EXERCISE AIM: Find how many lines of the entries contain the word "rotation", then report that figure alone.

DATA FOR PROCESSING:
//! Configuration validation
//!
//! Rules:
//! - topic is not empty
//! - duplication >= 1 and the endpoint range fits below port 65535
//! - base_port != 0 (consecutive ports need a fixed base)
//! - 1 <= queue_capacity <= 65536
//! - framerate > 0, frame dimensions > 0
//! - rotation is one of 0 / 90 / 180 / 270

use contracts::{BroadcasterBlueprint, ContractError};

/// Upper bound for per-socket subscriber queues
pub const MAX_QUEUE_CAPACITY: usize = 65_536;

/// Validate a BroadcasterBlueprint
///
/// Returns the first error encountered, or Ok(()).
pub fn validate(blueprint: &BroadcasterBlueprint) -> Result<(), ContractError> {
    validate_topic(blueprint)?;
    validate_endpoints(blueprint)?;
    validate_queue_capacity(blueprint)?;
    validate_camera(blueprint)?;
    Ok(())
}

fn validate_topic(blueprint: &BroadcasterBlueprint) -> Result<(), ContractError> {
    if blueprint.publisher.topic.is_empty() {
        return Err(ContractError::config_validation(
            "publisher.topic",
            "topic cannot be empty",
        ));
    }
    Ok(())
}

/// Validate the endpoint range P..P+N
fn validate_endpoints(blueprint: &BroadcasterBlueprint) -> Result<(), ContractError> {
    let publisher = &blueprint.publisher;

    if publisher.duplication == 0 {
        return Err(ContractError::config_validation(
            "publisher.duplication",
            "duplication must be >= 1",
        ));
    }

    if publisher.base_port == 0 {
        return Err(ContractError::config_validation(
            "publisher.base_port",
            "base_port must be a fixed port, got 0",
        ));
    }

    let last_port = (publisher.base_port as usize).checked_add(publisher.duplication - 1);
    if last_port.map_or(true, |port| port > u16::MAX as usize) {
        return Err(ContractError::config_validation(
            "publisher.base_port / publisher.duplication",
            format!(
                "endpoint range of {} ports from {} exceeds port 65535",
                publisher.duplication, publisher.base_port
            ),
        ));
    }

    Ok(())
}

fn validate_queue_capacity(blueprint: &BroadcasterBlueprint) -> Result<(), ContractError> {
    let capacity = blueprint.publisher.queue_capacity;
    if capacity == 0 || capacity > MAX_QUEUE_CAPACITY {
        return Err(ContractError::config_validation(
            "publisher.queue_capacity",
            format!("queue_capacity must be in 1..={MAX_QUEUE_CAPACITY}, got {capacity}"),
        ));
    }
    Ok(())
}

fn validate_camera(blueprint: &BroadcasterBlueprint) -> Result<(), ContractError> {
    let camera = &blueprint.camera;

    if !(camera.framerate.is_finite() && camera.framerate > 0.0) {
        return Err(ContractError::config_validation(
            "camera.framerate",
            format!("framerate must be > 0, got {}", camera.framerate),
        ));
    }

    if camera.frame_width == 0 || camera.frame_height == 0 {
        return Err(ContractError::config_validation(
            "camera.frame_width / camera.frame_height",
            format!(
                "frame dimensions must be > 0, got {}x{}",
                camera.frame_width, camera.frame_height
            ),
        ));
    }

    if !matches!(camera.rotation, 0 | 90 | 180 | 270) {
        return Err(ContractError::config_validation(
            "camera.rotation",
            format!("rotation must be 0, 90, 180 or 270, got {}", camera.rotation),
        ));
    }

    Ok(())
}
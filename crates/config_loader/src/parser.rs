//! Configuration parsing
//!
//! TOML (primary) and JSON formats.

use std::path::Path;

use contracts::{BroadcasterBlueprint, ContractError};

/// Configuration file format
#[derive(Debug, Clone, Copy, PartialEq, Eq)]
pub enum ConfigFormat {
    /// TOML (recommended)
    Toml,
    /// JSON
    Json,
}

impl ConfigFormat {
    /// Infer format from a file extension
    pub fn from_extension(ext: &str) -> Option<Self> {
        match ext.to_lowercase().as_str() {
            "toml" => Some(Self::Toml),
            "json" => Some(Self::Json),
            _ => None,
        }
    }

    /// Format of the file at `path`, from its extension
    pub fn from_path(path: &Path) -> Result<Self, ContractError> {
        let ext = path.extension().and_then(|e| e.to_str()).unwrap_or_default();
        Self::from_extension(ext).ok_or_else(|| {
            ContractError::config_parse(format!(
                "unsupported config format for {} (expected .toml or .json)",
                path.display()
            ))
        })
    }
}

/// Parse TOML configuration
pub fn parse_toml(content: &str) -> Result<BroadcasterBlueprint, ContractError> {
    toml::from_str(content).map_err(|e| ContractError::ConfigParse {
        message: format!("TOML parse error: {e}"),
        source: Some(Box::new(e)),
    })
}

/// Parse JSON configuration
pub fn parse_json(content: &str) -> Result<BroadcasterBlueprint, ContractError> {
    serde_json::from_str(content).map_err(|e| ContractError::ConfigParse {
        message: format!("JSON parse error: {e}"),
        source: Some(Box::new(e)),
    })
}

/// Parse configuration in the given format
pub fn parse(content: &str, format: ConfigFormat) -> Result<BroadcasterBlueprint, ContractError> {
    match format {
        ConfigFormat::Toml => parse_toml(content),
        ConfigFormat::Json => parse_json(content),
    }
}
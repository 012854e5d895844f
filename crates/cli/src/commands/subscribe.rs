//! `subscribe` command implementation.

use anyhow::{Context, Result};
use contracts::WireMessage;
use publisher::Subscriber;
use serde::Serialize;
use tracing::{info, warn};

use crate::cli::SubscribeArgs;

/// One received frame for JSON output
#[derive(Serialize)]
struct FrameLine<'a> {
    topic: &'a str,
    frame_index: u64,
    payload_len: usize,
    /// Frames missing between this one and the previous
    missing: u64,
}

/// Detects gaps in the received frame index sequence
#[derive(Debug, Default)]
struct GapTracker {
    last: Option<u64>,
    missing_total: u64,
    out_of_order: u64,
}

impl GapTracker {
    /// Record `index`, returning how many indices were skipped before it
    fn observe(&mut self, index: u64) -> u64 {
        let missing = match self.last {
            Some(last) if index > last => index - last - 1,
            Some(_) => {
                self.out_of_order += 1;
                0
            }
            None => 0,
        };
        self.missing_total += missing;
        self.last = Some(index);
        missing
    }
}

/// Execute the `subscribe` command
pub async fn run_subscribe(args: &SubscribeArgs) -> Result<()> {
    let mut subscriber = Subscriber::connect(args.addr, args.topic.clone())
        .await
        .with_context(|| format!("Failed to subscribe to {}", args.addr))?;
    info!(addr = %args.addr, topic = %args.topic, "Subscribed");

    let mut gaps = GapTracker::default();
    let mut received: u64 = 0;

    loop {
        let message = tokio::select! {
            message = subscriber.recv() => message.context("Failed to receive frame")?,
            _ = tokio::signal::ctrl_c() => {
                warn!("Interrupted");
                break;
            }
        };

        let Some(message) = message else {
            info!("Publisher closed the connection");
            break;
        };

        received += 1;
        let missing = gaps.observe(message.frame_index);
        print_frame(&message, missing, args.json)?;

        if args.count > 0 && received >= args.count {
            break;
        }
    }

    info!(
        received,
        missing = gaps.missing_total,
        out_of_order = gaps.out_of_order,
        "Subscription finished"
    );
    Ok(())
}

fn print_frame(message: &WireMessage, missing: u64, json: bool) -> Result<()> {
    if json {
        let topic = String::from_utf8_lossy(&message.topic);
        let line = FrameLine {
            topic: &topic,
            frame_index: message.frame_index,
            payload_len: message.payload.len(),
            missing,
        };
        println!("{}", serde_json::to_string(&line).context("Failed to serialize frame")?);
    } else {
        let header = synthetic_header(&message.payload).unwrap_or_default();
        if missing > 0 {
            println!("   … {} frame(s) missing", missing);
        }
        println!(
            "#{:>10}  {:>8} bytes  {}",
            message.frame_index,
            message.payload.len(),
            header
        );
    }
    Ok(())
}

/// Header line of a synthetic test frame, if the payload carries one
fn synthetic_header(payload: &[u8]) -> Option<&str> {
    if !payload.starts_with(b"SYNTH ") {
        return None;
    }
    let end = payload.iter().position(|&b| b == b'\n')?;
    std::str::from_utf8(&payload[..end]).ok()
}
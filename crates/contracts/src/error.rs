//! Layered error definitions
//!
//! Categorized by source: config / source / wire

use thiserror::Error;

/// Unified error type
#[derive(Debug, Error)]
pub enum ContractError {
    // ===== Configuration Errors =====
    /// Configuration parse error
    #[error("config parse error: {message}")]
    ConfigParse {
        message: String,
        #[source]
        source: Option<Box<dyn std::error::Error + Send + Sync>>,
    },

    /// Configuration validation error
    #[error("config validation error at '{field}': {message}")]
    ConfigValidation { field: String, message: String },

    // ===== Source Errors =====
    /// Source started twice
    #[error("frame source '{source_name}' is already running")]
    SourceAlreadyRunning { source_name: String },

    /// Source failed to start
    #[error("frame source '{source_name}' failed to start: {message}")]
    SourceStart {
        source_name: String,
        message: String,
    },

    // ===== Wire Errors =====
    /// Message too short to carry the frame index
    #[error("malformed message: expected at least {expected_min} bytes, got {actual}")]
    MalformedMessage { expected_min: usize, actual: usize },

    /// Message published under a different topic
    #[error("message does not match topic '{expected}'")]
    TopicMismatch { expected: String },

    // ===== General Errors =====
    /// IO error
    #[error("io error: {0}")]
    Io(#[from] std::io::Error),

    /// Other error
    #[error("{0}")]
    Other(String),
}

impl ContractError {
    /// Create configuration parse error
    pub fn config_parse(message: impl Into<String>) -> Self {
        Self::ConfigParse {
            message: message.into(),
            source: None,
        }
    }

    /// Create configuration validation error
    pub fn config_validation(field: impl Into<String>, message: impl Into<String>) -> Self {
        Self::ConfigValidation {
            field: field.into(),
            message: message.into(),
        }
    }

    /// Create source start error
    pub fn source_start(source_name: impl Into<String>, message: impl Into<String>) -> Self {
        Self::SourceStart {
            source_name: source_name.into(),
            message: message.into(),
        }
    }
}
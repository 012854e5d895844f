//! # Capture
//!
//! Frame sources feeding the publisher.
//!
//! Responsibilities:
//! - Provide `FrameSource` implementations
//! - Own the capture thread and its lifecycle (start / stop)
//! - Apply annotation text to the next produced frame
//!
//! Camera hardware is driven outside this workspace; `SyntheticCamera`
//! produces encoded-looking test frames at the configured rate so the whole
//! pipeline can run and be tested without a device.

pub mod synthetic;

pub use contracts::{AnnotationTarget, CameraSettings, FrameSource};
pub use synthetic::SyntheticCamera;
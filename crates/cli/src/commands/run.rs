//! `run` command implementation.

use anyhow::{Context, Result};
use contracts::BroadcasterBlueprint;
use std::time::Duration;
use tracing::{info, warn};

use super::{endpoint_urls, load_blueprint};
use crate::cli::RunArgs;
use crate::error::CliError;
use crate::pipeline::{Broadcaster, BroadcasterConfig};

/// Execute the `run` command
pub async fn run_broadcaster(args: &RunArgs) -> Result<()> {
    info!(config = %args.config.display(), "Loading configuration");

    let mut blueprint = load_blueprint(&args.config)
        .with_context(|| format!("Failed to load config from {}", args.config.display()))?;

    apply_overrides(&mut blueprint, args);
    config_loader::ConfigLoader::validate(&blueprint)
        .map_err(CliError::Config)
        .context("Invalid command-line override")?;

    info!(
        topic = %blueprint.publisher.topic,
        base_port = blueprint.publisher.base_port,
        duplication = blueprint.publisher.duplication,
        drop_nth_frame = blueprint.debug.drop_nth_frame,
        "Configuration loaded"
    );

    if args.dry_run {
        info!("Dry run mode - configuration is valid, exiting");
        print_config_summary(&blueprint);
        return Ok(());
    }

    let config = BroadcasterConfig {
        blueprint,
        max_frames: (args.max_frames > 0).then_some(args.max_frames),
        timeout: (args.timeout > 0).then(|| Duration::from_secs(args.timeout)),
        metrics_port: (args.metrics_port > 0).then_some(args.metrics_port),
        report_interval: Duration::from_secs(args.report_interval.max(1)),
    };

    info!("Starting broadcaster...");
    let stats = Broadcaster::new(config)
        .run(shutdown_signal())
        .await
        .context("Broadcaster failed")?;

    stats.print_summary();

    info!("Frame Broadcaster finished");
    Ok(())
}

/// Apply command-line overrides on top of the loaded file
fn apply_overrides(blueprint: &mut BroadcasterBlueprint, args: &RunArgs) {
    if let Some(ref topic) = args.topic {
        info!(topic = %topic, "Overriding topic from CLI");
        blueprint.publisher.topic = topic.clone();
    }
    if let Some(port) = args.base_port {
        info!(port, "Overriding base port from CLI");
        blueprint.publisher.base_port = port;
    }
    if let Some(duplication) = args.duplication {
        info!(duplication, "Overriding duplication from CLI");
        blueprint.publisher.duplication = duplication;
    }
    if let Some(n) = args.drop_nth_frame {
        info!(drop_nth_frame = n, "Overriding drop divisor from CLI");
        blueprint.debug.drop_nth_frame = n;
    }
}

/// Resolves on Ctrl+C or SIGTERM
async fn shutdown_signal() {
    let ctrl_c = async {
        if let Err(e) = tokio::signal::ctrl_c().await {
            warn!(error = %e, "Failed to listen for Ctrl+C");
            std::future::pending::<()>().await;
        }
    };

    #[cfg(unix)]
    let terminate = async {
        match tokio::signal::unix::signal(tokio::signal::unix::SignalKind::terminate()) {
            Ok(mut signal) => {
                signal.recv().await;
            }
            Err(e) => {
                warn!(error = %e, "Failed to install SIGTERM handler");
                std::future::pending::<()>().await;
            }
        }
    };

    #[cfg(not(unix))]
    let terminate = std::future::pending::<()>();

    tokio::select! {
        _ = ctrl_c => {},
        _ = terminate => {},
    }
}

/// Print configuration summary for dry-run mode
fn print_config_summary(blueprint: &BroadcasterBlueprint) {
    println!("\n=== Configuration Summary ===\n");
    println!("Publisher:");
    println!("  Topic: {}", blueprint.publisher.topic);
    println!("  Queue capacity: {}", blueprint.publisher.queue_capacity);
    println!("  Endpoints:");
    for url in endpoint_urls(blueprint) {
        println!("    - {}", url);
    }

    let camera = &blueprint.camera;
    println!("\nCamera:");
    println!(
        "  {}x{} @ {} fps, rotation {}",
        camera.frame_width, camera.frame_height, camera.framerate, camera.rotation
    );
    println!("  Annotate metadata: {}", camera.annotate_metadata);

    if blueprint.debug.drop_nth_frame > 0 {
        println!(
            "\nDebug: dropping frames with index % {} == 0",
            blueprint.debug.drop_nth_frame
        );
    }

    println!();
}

COMPLETED EXERCISE: 6